One promising development is the rise of open-source, vendor-neutral instrumentation frameworks like OpenTelemetry.

In essence, open standards are reducing incompatibility issues and allowing “a vendor-agnostic approach to get data from the sources you need to the observability service of your choice.”

A step toward solving the hybrid cloud monitoring challenge came when Grafana introduced the otelcol.receiver.datadog component.

Now, with otelcol.receiver.datadog, Grafana users can ingest and process Datadog telemetry directly within OpenTelemetry pipelines, unlocking several advantages:

Expanding Grafana’s Reach to Datadog Customers
Seamless Integration with OpenTelemetry Pipelines
Avoiding Vendor Lock-in While Retaining Datadog’s Strengths
Cost Optimization by Centralizing Hybrid Monitoring

How it works together?

Requirements

Grafana – for web UI
Grafana Alloy – to receive, process and export telemetry data
Grafana Tempo – to collect and visualize traces from Datadog instrumented apps
Datadog agent – with enabled APM feature
Instrumented application with Datadog trace library

Quick check list:

you have running: Grafana, Alloy and Tempo services
You have running Datadog agents
You have instrumented applications with Datadog trace library
You add Tempo as Datasource in Grafana

Grafana Alloy configuration

The core of the solution is to set up Datadog receiver in Alloy config:

receivers:
  datadog:
    endpoint: "0.0.0.0:9126"
    output:
      traces: [otelcol.exporter.otlp.tempo.input]

# I am skipping extra steps which you might want to use to pre-proces data

otelcol:
  exporter:
    otlp:
      tempo:
        client:
          endpoint: "https://tempo-distributor.example.com:443"
          tls:
            insecure: false
            insecure_skip_verify: true

To avoid ports conflict with Datadog agent we choose 9126 as a port for Alloy Datadog receiver.

Running Alloy as Daemonset with hostNetwork access allow agent to be present on each Node.

alloy:
  extraPorts:
    - name: "datadog"
      port: 9126
      targetPort: 9126
      protocol: "TCP"

controller:
  hostNetwork: true
  hostPID: true

service:
  internalTrafficPolicy: "Local"

Application set up

Application has to be configured to send APM traces to Node IP:1926.

The Node IP can be extracted form Kubernetes meta information and passed as environment variable:

env:
- name: NODE_IP
  valueFrom:
    fieldRef:
      fieldPath: status.hostIP

Datadog Agent configuration

With Datadog Agent we have two options:

Send traces to Alloy Datadog receiver as addition to Datadog host
Send traces only to Alloy Datadog receiver

With option 1 we assume you are using both Datadog and Grafana solutions in hybrid mode.
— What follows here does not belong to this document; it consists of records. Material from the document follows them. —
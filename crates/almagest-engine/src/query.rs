//! Free-text query answering.

use std::collections::HashMap;

use almagest_core::{Document, EmbeddingRef, Result};
use almagest_embed::EmbeddingClient;
use tracing::debug;

use crate::SharedStore;

/// Number of results returned when the caller does not ask for a limit.
pub const DEFAULT_SEARCH_LIMIT: usize = 10;

/// Answers free-text queries against the document store.
pub struct QueryService {
    /// Client used to embed the query text.
    client: EmbeddingClient,
    /// Store searched and hydrated from.
    store: SharedStore,
}

impl QueryService {
    /// Create a service over the given client and store.
    pub fn new(client: EmbeddingClient, store: SharedStore) -> Self {
        Self { client, store }
    }

    /// Answer one query with ranked, fully hydrated documents.
    ///
    /// The query text is embedded whole, the vector index is searched with
    /// the (clamped) limit, and the ranked references are resolved to their
    /// documents. Resolution carries no order contract, so the output is
    /// re-ordered to the similarity ranking before returning.
    ///
    /// # Errors
    /// Returns an error if embedding the query fails
    pub async fn search(&self, query: &str, limit: Option<usize>) -> Result<Vec<Document>> {
        let limit = limit.unwrap_or(DEFAULT_SEARCH_LIMIT);
        let query_vector = self.client.embed_query(query).await?;

        let store = self.store.read().await;
        let hits = store.search(&query_vector, limit);
        debug!("Query matched {} embedding(s)", hits.len());

        let refs: Vec<EmbeddingRef> = hits.iter().map(|hit| hit.embedding_ref).collect();
        let mut documents = store.resolve_by_embedding_refs(&refs);
        drop(store);

        let rank: HashMap<EmbeddingRef, usize> = refs
            .iter()
            .enumerate()
            .map(|(position, reference)| (*reference, position))
            .collect();
        documents.sort_by_key(|document| {
            document
                .embedding_ref
                .and_then(|reference| rank.get(&reference).copied())
                .unwrap_or(usize::MAX)
        });

        Ok(documents)
    }
}
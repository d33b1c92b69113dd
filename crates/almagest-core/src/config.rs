//! Configuration for provider selection, credentials, and ingestion tuning.

use serde::{Deserialize, Serialize};
use std::env;
use std::fmt;
use std::fs;
use std::path::{Path, PathBuf};
use std::str::FromStr;

use crate::error::{Error, Result};

/// Complete almagest configuration.
#[derive(Default, Debug, Clone, Serialize, Deserialize)]
pub struct AlmagestConfig {
    /// Which embedding provider to use
    pub provider: ProviderKind,
    /// Path of the store snapshot; defaults to `~/.almagest/store.bin`
    pub store_path: Option<PathBuf>,
    /// Gemini provider settings
    pub gemini: GeminiConfig,
    /// Ollama provider settings
    pub ollama: OllamaConfig,
    /// Ingestion pipeline tuning
    pub ingest: IngestConfig,
}

/// Embedding provider selection.
#[derive(Default, Debug, Clone, Copy, PartialEq, Eq, Serialize, Deserialize)]
#[serde(rename_all = "lowercase")]
pub enum ProviderKind {
    /// Google Gemini embedding API (requires an API key)
    #[default]
    Gemini,
    /// Local Ollama server
    Ollama,
    /// Deterministic offline vectors, for tests and smoke runs
    Mock,
}

impl fmt::Display for ProviderKind {
    fn fmt(&self, f: &mut fmt::Formatter<'_>) -> fmt::Result {
        match self {
            Self::Gemini => write!(f, "gemini"),
            Self::Ollama => write!(f, "ollama"),
            Self::Mock => write!(f, "mock"),
        }
    }
}

impl FromStr for ProviderKind {
    type Err = Error;

    fn from_str(value: &str) -> Result<Self> {
        match value.to_ascii_lowercase().as_str() {
            "gemini" => Ok(Self::Gemini),
            "ollama" => Ok(Self::Ollama),
            "mock" => Ok(Self::Mock),
            other => Err(Error::Config(format!("unknown provider: {other}"))),
        }
    }
}

/// Gemini provider settings.
#[derive(Debug, Clone, Serialize, Deserialize)]
pub struct GeminiConfig {
    /// Embedding model name
    pub model: String,
    /// API key; falls back to the `GOOGLE_API_KEY` environment variable
    pub api_key: Option<String>,
}

impl Default for GeminiConfig {
    fn default() -> Self {
        Self {
            model: "text-embedding-004".to_owned(),
            api_key: None,
        }
    }
}

/// Ollama provider settings.
#[derive(Debug, Clone, Serialize, Deserialize)]
pub struct OllamaConfig {
    /// Server base URL
    pub host: String,
    /// Embedding model name
    pub model: String,
}

impl Default for OllamaConfig {
    fn default() -> Self {
        Self {
            host: "http://localhost:11434".to_owned(),
            model: "nomic-embed-text".to_owned(),
        }
    }
}

/// Ingestion pipeline tuning.
#[derive(Debug, Clone, Serialize, Deserialize)]
pub struct IngestConfig {
    /// Documents per batch
    pub batch_size: usize,
    /// Documents embedded concurrently within a batch
    pub embed_concurrency: usize,
}

impl Default for IngestConfig {
    fn default() -> Self {
        Self {
            batch_size: 32,
            embed_concurrency: 4,
        }
    }
}

impl AlmagestConfig {
    /// Get the default config directory path (`~/.almagest`)
    ///
    /// # Errors
    /// Returns an error if the home directory cannot be determined
    pub fn config_dir() -> Result<PathBuf> {
        let home = dirs::home_dir()
            .ok_or_else(|| Error::Config("could not determine home directory".to_owned()))?;
        Ok(home.join(".almagest"))
    }

    /// Get the default config file path (`~/.almagest/config.toml`)
    ///
    /// # Errors
    /// Returns an error if the home directory cannot be determined
    pub fn config_path() -> Result<PathBuf> {
        Ok(Self::config_dir()?.join("config.toml"))
    }

    /// Load config from the default location (`~/.almagest/config.toml`)
    /// If the config doesn't exist, creates it with default values
    ///
    /// # Errors
    /// Returns an error if the config cannot be read or created
    pub fn load_or_create() -> Result<Self> {
        let config_path = Self::config_path()?;

        if config_path.exists() {
            Self::load_from_file(&config_path)
        } else {
            let config = Self::default();
            config.save_to_file(&config_path)?;
            Ok(config)
        }
    }

    /// Load config from a specific file
    ///
    /// # Errors
    /// Returns an error if the file cannot be read or parsed
    pub fn load_from_file(path: &Path) -> Result<Self> {
        let contents = fs::read_to_string(path)
            .map_err(|error| Error::Config(format!("failed to read config: {error}")))?;
        let config: Self = toml::from_str(&contents)
            .map_err(|error| Error::Config(format!("failed to parse config: {error}")))?;

        tracing::debug!(
            "Loaded config from {:?}: provider={}, gemini_api_key={}",
            path,
            config.provider,
            if config.gemini.api_key.is_some() {
                "present"
            } else {
                "missing"
            }
        );

        Ok(config)
    }

    /// Save config to a specific file
    ///
    /// # Errors
    /// Returns an error if the file cannot be written
    pub fn save_to_file(&self, path: &Path) -> Result<()> {
        if let Some(parent) = path.parent() {
            fs::create_dir_all(parent).map_err(|error| {
                Error::Config(format!("failed to create config directory: {error}"))
            })?;
        }

        let contents = toml::to_string_pretty(self)
            .map_err(|error| Error::Config(format!("failed to serialize config: {error}")))?;

        let header = "# Almagest Configuration File\n\
                      # This file is automatically generated on first run\n\
                      # Edit this file to customize your settings\n\n";

        fs::write(path, format!("{header}{contents}"))
            .map_err(|error| Error::Config(format!("failed to write config: {error}")))?;

        Ok(())
    }

    /// Get the API key for a provider, checking config first, then environment variables.
    ///
    /// Ollama and the mock provider need no credential and always return `None`.
    pub fn api_key(&self, provider: ProviderKind) -> Option<String> {
        match provider {
            ProviderKind::Gemini => self
                .gemini
                .api_key
                .clone()
                .or_else(|| env::var("GOOGLE_API_KEY").ok()),
            ProviderKind::Ollama | ProviderKind::Mock => None,
        }
    }

    /// Resolve the store snapshot path, configured or default.
    ///
    /// # Errors
    /// Returns an error if the home directory cannot be determined while
    /// falling back to the default location
    pub fn resolve_store_path(&self) -> Result<PathBuf> {
        match &self.store_path {
            Some(path) => Ok(path.clone()),
            None => Ok(Self::config_dir()?.join("store.bin")),
        }
    }
}

#[cfg(test)]
mod tests {
    use super::*;

    #[test]
    fn test_default_config() {
        let config = AlmagestConfig::default();
        assert_eq!(config.provider, ProviderKind::Gemini);
        assert_eq!(config.gemini.model, "text-embedding-004");
        assert_eq!(config.ollama.model, "nomic-embed-text");
        assert_eq!(config.ingest.batch_size, 32);
        assert_eq!(config.ingest.embed_concurrency, 4);
    }

    #[test]
    fn test_provider_kind_round_trip() {
        for kind in [ProviderKind::Gemini, ProviderKind::Ollama, ProviderKind::Mock] {
            let parsed: ProviderKind = kind
                .to_string()
                .parse()
                .unwrap_or_else(|error| panic!("parse failed: {error}"));
            assert_eq!(parsed, kind);
        }

        assert!("galactic".parse::<ProviderKind>().is_err());
    }

    #[test]
    fn test_api_key_loading_from_toml() {
        use std::io::Write as _;
        use tempfile::NamedTempFile;

        let toml_content = r#"
provider = "gemini"

[gemini]
model = "text-embedding-004"
api_key = "test_gemini_key_123"

[ollama]
host = "http://localhost:11434"
model = "nomic-embed-text"

[ingest]
batch_size = 32
embed_concurrency = 4
"#;

        let mut temp_file = NamedTempFile::new().expect("Failed to create temp file");
        temp_file
            .write_all(toml_content.as_bytes())
            .expect("Failed to write to temp file");

        let config = AlmagestConfig::load_from_file(temp_file.path())
            .expect("Failed to load config from temp file");

        assert_eq!(
            config.gemini.api_key,
            Some("test_gemini_key_123".to_owned())
        );
        assert_eq!(
            config.api_key(ProviderKind::Gemini),
            Some("test_gemini_key_123".to_owned())
        );
        assert_eq!(config.api_key(ProviderKind::Ollama), None);
    }

    #[test]
    fn test_save_and_reload() {
        let dir = tempfile::tempdir().expect("Failed to create temp dir");
        let path = dir.path().join("nested").join("config.toml");

        let config = AlmagestConfig {
            provider: ProviderKind::Ollama,
            ingest: IngestConfig {
                batch_size: 8,
                embed_concurrency: 2,
            },
            ..AlmagestConfig::default()
        };
        config
            .save_to_file(&path)
            .expect("Failed to save config file");

        let reloaded =
            AlmagestConfig::load_from_file(&path).expect("Failed to reload config file");
        assert_eq!(reloaded.provider, ProviderKind::Ollama);
        assert_eq!(reloaded.ingest.batch_size, 8);
    }

    #[test]
    fn test_store_path_prefers_configured_value() {
        let config = AlmagestConfig {
            store_path: Some(PathBuf::from("/tmp/almagest/store.bin")),
            ..AlmagestConfig::default()
        };
        let path = config.resolve_store_path().expect("store path");
        assert_eq!(path, PathBuf::from("/tmp/almagest/store.bin"));
    }
}
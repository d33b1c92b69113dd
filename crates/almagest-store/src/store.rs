//! Keyed document and embedding storage with idempotent upsert semantics.

use std::collections::HashMap;
use std::path::{Path, PathBuf};
use std::sync::atomic::{AtomicBool, Ordering};

use almagest_core::{
    Document, DocumentFields, DocumentId, DocumentPatch, DocumentSummary, EMBEDDING_DIMENSION,
    EmbeddingRef, Error, Result,
};
use indexmap::IndexMap;
use serde::{Deserialize, Serialize};
use tracing::{debug, warn};

use crate::index::{SearchHit, VectorIndex};
use crate::persistence::{SnapshotFile, StoreSnapshot};

/// The vector half of one stored document.
///
/// Kept as a separate record so the vector index operates over a
/// homogeneous, metadata-free collection while document metadata stays cheap
/// to patch independently.
#[derive(Debug, Clone, PartialEq, Serialize, Deserialize)]
pub struct EmbeddingRecord {
    /// Stable identity of this record; the owning document holds it as a
    /// weak link.
    pub id: EmbeddingRef,
    /// External id of the owning document.
    pub external_id: String,
    /// The embedding vector.
    pub vector: Vec<f64>,
}

/// Durable keyed storage for documents and their embeddings.
///
/// Documents are keyed by caller-supplied external id; each document may
/// reference one embedding record. Writes keep the nearest-neighbor index
/// and the secondary indexes consistent, and mark the store dirty until the
/// next snapshot save.
pub struct DocumentStore {
    /// Snapshot persistence.
    snapshot: SnapshotFile,
    /// Documents by external id, in insertion order.
    documents: IndexMap<String, Document>,
    /// Embedding records by external id.
    embeddings: HashMap<String, EmbeddingRecord>,
    /// Secondary index: embedding reference to owning external id.
    by_ref: HashMap<EmbeddingRef, String>,
    /// Secondary index: document number to external ids (non-unique).
    by_number: HashMap<String, Vec<String>>,
    /// Nearest-neighbor index over the embedding vectors.
    index: VectorIndex,
    /// Set when in-memory state is ahead of the on-disk snapshot.
    dirty: AtomicBool,
}
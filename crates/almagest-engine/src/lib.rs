//! Ingestion, backfill, and query orchestration for the almagest search engine.
//!
//! This crate wires the embedding client and the document store together:
//! the ingestion pipeline batch-upserts a corpus, the backfill runner
//! enriches stored metadata from an auxiliary table, and the query service
//! answers free-text searches with ranked documents.

use std::sync::Arc;

use almagest_store::DocumentStore;
use tokio::sync::RwLock;

/// Metadata backfill over ingested documents.
pub mod backfill;
/// Corpus ingestion pipeline.
pub mod ingest;
/// Metadata table loading.
pub mod metadata;
/// Free-text query answering.
pub mod query;

/// Document store shared between the pipeline and the query service.
///
/// Writes (upsert, backfill) take the write guard for a whole operation;
/// queries run read-only under the read guard.
pub type SharedStore = Arc<RwLock<DocumentStore>>;

pub use backfill::{BackfillRunner, derive_number};
pub use ingest::{
    DEFAULT_BATCH_SIZE, DEFAULT_EMBED_CONCURRENCY, IngestReport, IngestionPipeline,
    ProgressCallback,
};
pub use metadata::{MetadataEntry, MetadataTable};
pub use query::{DEFAULT_SEARCH_LIMIT, QueryService};
use core::result::Result as CoreResult;
use std::io::Error as IoError;

use reqwest::Error as ReqwestError;
use serde_json::Error as SerdeJsonError;
use thiserror::Error;
use toml::de::Error as TomlError;

/// Result type for almagest operations.
pub type Result<T> = CoreResult<T, Error>;

/// Errors that can occur across the document search core.
///
/// Soft not-found conditions (resolving a dangling embedding reference,
/// backfilling an unknown external id) are deliberately not errors; those
/// paths return `Option` or skip the record instead.
#[derive(Debug, Error)]
pub enum Error {
    /// An I/O operation failed.
    #[error("IO error: {0}")]
    Io(#[from] IoError),

    /// An HTTP request failed.
    #[error("HTTP request failed: {0}")]
    Request(#[from] ReqwestError),

    /// JSON serialization or deserialization failed.
    #[error("JSON serialization error: {0}")]
    Json(#[from] SerdeJsonError),

    /// TOML deserialization failed.
    #[error("TOML deserialization error: {0}")]
    Toml(#[from] TomlError),

    /// Configuration is invalid or missing.
    #[error("Configuration error: {0}")]
    Config(String),

    /// The embedding provider rejected a request or misbehaved.
    #[error("Provider error: {0}")]
    Provider(String),

    /// Required API key was not found.
    #[error("API key not found: {0}")]
    MissingApiKey(String),

    /// The embedding provider returned an invalid response.
    #[error("Invalid response from provider: {0}")]
    InvalidResponse(String),

    /// Ingestion input was rejected before any store mutation.
    #[error("Validation error: {0}")]
    Validation(String),

    /// A general error not covered by other variants.
    #[error("{0}")]
    Other(String),
}

impl Error {
    /// Determines whether this error may succeed if retried.
    ///
    /// Returns `true` for transient errors like network failures or provider errors.
    pub fn is_retryable(&self) -> bool {
        matches!(self, Self::Request(_) | Self::Provider(_))
    }
}
//! Metadata table loading for ingestion and backfill.

use std::collections::HashMap;
use std::fs;
use std::path::Path;

use almagest_core::Result;
use serde::Deserialize;
use tracing::{debug, warn};

/// One row of the auxiliary metadata table.
///
/// The table is a JSON array; both `id`/`externalId` and
/// `publication_date`/`publicationDate` key spellings are accepted.
#[derive(Debug, Clone, Default, Deserialize)]
pub struct MetadataEntry {
    /// External id of the document this entry describes.
    #[serde(default, alias = "externalId")]
    pub id: Option<String>,
    /// Document title.
    #[serde(default)]
    pub title: Option<String>,
    /// Ordered author names.
    #[serde(default)]
    pub authors: Option<Vec<String>>,
    /// Free-form publication date text.
    #[serde(default, alias = "publicationDate")]
    pub publication_date: Option<String>,
    /// Publication year.
    #[serde(default)]
    pub year: Option<i32>,
    /// Abstract or summary text.
    #[serde(default)]
    pub summary: Option<String>,
}

/// Metadata entries keyed by external id.
#[derive(Debug, Default)]
pub struct MetadataTable {
    /// Entries by external id.
    entries: HashMap<String, MetadataEntry>,
}

impl MetadataTable {
    /// Load a JSON metadata table from disk.
    ///
    /// A file that exists but does not parse is an error; malformed input is
    /// rejected rather than silently ignored. Entries without an id cannot
    /// be joined to anything and are skipped with a warning.
    ///
    /// # Errors
    /// Returns an error if the file cannot be read or parsed
    pub fn load(path: &Path) -> Result<Self> {
        let text = fs::read_to_string(path)?;
        let raw: Vec<MetadataEntry> = serde_json::from_str(&text)?;
        debug!("Parsed {} metadata entries from {}", raw.len(), path.display());
        Ok(Self::from_entries(raw))
    }

    /// Build a table from already-parsed entries.
    pub fn from_entries(raw: Vec<MetadataEntry>) -> Self {
        let mut entries = HashMap::with_capacity(raw.len());
        for entry in raw {
            let Some(id) = entry.id.clone() else {
                warn!("Metadata entry without an id skipped (title: {:?})", entry.title);
                continue;
            };
            entries.insert(id, entry);
        }
        Self { entries }
    }

    /// Look up the entry for an external id.
    pub fn get(&self, external_id: &str) -> Option<&MetadataEntry> {
        self.entries.get(external_id)
    }

    /// Number of joinable entries.
    pub fn len(&self) -> usize {
        self.entries.len()
    }

    /// Check if the table holds no joinable entries.
    pub fn is_empty(&self) -> bool {
        self.entries.is_empty()
    }
}

#[cfg(test)]
mod tests {
    use super::*;
    use almagest_core::Error;
    use std::io::Write as _;
    use tempfile::NamedTempFile;

    #[test]
    fn parses_both_id_spellings() {
        let json = r#"[
            {"id": "042", "title": "Bone Loss Study"},
            {"externalId": "007", "title": "Radiation Shielding"}
        ]"#;
        let table: Vec<MetadataEntry> = serde_json::from_str(json).unwrap();
        let table = MetadataTable::from_entries(table);

        assert_eq!(table.len(), 2);
        assert_eq!(
            table.get("042").and_then(|entry| entry.title.as_deref()),
            Some("Bone Loss Study")
        );
        assert!(table.get("007").is_some());
    }

    #[test]
    fn parses_both_date_spellings() {
        let json = r#"[
            {"id": "a", "publication_date": "2021-03-01"},
            {"id": "b", "publicationDate": "2022-07-15"}
        ]"#;
        let entries: Vec<MetadataEntry> = serde_json::from_str(json).unwrap();
        let table = MetadataTable::from_entries(entries);

        assert_eq!(
            table.get("a").and_then(|entry| entry.publication_date.as_deref()),
            Some("2021-03-01")
        );
        assert_eq!(
            table.get("b").and_then(|entry| entry.publication_date.as_deref()),
            Some("2022-07-15")
        );
    }

    #[test]
    fn entries_without_an_id_are_skipped() {
        let json = r#"[
            {"title": "Orphan"},
            {"id": "042", "title": "Kept"}
        ]"#;
        let entries: Vec<MetadataEntry> = serde_json::from_str(json).unwrap();
        let table = MetadataTable::from_entries(entries);

        assert_eq!(table.len(), 1);
        assert!(table.get("042").is_some());
    }

    #[test]
    fn malformed_table_is_rejected() {
        let mut file = NamedTempFile::new().unwrap();
        write!(file, "{{not json").unwrap();

        let result = MetadataTable::load(file.path());
        assert!(matches!(result, Err(Error::Json(_))));
    }

    #[test]
    fn missing_table_file_is_an_io_error() {
        let result = MetadataTable::load(Path::new("/nonexistent/metadata.json"));
        assert!(matches!(result, Err(Error::Io(_))));
    }

    #[test]
    fn full_entry_round_trips() {
        let json = r#"[{
            "id": "042",
            "title": "Bone Loss Study",
            "authors": ["A. Lee", "B. Chen"],
            "publicationDate": "2021-03-01",
            "year": 2021,
            "summary": "Microgravity bone density findings."
        }]"#;
        let entries: Vec<MetadataEntry> = serde_json::from_str(json).unwrap();
        let table = MetadataTable::from_entries(entries);

        let entry = table.get("042").unwrap();
        assert_eq!(
            entry.authors.as_deref(),
            Some(&["A. Lee".to_owned(), "B. Chen".to_owned()][..])
        );
        assert_eq!(entry.year, Some(2021));
        assert_eq!(entry.summary.as_deref(), Some("Microgravity bone density findings."));
    }
}
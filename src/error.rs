//! The three-tier failure taxonomy surfaced by [`crate::lab::Lab::transmute`].
//!
//! Severity increases top to bottom: a missing reagent is a registry defect
//! caught before any search runs; a missing chain is a reachability defect
//! caught after search exhausts both frontiers; a command failure is a
//! runtime defect in a reagent's own function, caught during execution and
//! only reported once the retry budget is spent.

use serde::Serialize;
use thiserror::Error;

/// An opaque record of a single reagent function's failure.
///
/// Reagent functions return `Result`, not `Option` or a bare panic, so their
/// failures are always captured here rather than unwound through
/// `catch_unwind` — the executor trusts reagents to report their own errors
/// at the boundary they control. `Serialize` so a bundle of these can be
/// emitted as the demonstration binary's `--format json` output.
#[derive(Debug, Clone, Error, Serialize)]
#[error("{kind}: {message}")]
pub struct ReagentFailure {
    /// A short, stable name for the failure (e.g. the source error's type name).
    pub kind: String,
    /// A human-readable description of what went wrong.
    pub message: String,
    /// Additional context (e.g. a `Debug` rendering of the source error, or a
    /// chain position) useful when the failure is bundled into a report.
    pub context: String,
}

impl ReagentFailure {
    pub fn new(kind: impl Into<String>, message: impl Into<String>) -> Self {
        Self {
            kind: kind.into(),
            message: message.into(),
            context: String::new(),
        }
    }

    pub fn with_context(mut self, context: impl Into<String>) -> Self {
        self.context = context.into();
        self
    }

    /// Capture an arbitrary `std::error::Error` as a `ReagentFailure`, the
    /// way a reagent body would when propagating a failure from a fallible
    /// operation it performs internally. `kind` is caller-supplied since
    /// `std::error::Error` gives no portable way to recover a type name.
    pub fn from_error(kind: impl Into<String>, err: &(dyn std::error::Error + 'static)) -> Self {
        Self {
            kind: kind.into(),
            message: err.to_string(),
            context: format!("{err:?}"),
        }
    }
}

/// The failure kinds a [`crate::lab::Lab::transmute`] call can raise.
#[derive(Debug, Error)]
pub enum LabError {
    /// No reagent starts at the requested source substance with a satisfiable
    /// dependency set, or none ends at the requested destination substance.
    #[error("no reagent can start from or terminate at the requested substance")]
    LackingReagent,

    /// Both a starting and a terminating reagent exist, but no dependency-
    /// respecting chain connects them.
    #[error("no chain of reagents connects the requested substances")]
    NoChain,

    /// The retry budget was exhausted; every attempted chain failed during
    /// execution. Bundles every reagent failure observed across retries.
    #[error("execution failed after exhausting the retry budget: {attempts:?}")]
    CommandFailure { attempts: Vec<ReagentFailure> },
}

impl LabError {
    /// Every reagent failure recorded before this error was returned, in the
    /// order they occurred. Empty for [`LabError::LackingReagent`] and
    /// [`LabError::NoChain`], which are raised before any execution attempt.
    pub fn attempts(&self) -> &[ReagentFailure] {
        match self {
            LabError::CommandFailure { attempts } => attempts,
            LabError::LackingReagent | LabError::NoChain => &[],
        }
    }
}

#[cfg(test)]
mod tests {
    use super::*;

    #[test]
    fn command_failure_lists_every_attempt() {
        let err = LabError::CommandFailure {
            attempts: vec![
                ReagentFailure::new("RuntimeError", "BAD STUFF"),
                ReagentFailure::new("RuntimeError", "BAD STUFF AGAIN"),
            ],
        };
        let msg = err.to_string();
        assert!(msg.contains("BAD STUFF AGAIN"));
        assert_eq!(err.attempts().len(), 2);
    }
}
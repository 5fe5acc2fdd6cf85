//! Activators: optional inspectors that derive initial variations from a value.

use crate::value::AnyValue;
use crate::variation::Variation;

/// An inspector function: given a value of some substance, yields the
/// variations it can detect. Expected to be cheap and side-effect-free — the
/// core does not guard against panics here, the same way it trusts reagent
/// functions to report their own failures rather than unwind.
pub type ActivatorFn = Box<dyn Fn(&AnyValue) -> Vec<Variation> + Send + Sync>;
//! Opaque category tokens ("substances") used to key the reagent table.
//!
//! The original dynamically-typed implementation this crate generalizes used
//! `hash(type_in)` directly: any hashable Python object could stand in for a
//! category. A statically typed registry can't be generic over "whatever
//! hashable key the caller feels like using" without becoming generic over a
//! category type, which would prevent heterogeneous category kinds (string
//! keys, `TypeId` keys, composite enum keys) from coexisting in one registry.
//! `Substance` sidesteps this the same way: it's a stable hash of whatever key
//! produced it, so the registry itself only ever deals in one concrete type.

use std::any::TypeId;
use std::collections::hash_map::DefaultHasher;
use std::hash::{Hash, Hasher};

/// An opaque, hashable token standing in for a conversion category.
///
/// Two `Substance` values are equal iff they were built from keys that hash
/// identically. Construct one via [`Substance::of`] for an arbitrary hashable
/// key, or [`Substance::of_type`] for the common "categorize by Rust type"
/// case.
#[derive(Debug, Clone, Copy, PartialEq, Eq, Hash)]
pub struct Substance(u64);

impl Substance {
    /// Build a substance token from any hashable key.
    pub fn of<K: Hash + ?Sized>(key: &K) -> Self {
        let mut hasher = DefaultHasher::new();
        key.hash(&mut hasher);
        Substance(hasher.finish())
    }

    /// Build a substance token from a Rust type, for registries that
    /// categorize values by their concrete type the way the original
    /// dynamically-typed implementation categorized by `type(value)`.
    pub fn of_type<T: 'static>() -> Self {
        Substance::of(&TypeId::of::<T>())
    }

    /// The raw hash backing this token, exposed for diagnostics (DOT export,
    /// logging) where a stable label is more useful than the `Debug` form.
    pub fn raw(&self) -> u64 {
        self.0
    }
}

#[cfg(test)]
mod tests {
    use super::*;

    #[test]
    fn same_key_same_substance() {
        assert_eq!(Substance::of("http-url"), Substance::of("http-url"));
    }

    #[test]
    fn different_keys_different_substance() {
        assert_ne!(Substance::of("http-url"), Substance::of("file-path"));
    }

    #[test]
    fn of_type_is_stable_per_type() {
        assert_eq!(Substance::of_type::<String>(), Substance::of_type::<String>());
        assert_ne!(Substance::of_type::<String>(), Substance::of_type::<u32>());
    }
}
In that case Datadog agent has to have following configuration:

agents:
  containers:
    agent:
      env:
        - name: DD_ADDITIONAL_ENDPOINTS
          value: '{"http://alloy-service:9126": ["datadog-receiver"]}'
        - name: DD_APM_ADDITIONAL_ENDPOINTS
          value: '{"http://alloy-service:9126": ["datadog-receiver"]}'
    traceAgent:
      enabled: true
      env:
        - name: DD_ADDITIONAL_ENDPOINTS
          value: '{"http://alloy-service:9126": ["datadog-receiver"]}'
        - name: DD_APM_ADDITIONAL_ENDPOINTS
          value: '{"http://alloy-service:9126": ["datadog-receiver"]}'

For option 2 where traces must go only to Alloy Datadog receiver following configuration might work:

datadog:
  apm:
    socketEnabled: true                    # Use the Unix Domain Socket (default). Can be true even if port is enabled.
    portEnabled: true                      # Enable TCP port 8126 for traces.
    useLocalService: false 

  env:
    - name: DD_APM_DD_URL
      value: "http://alloy-service:9126"  # URL for OTel collector’s Datadog trace receiver
    - name: DD_APM_NON_LOCAL_TRAFFIC
      value: "true"

After all done and agents restarted you can navigate to Explore page in Grafana, select Tempo as datasource and get recent Datadog traces.

Conclusions

Kudos to Grafana and Datadog – Their collaboration on the otelcol.receiver.datadog makes transitioning between monitoring platforms smoother than ever, reducing friction for hybrid observability.
Hybrid Monitoring is the New Normal – Applications no longer rely on a single monitoring provider throughout their lifespan. As infrastructure evolves, businesses will inevitably switch or integrate multiple observability tools.
Stay Agile with Open Standards – Using OpenTelemetry ensures flexibility, allowing teams to adapt their monitoring stack without vendor lock-in, keeping observability seamless across hybrid and multi-cloud environments.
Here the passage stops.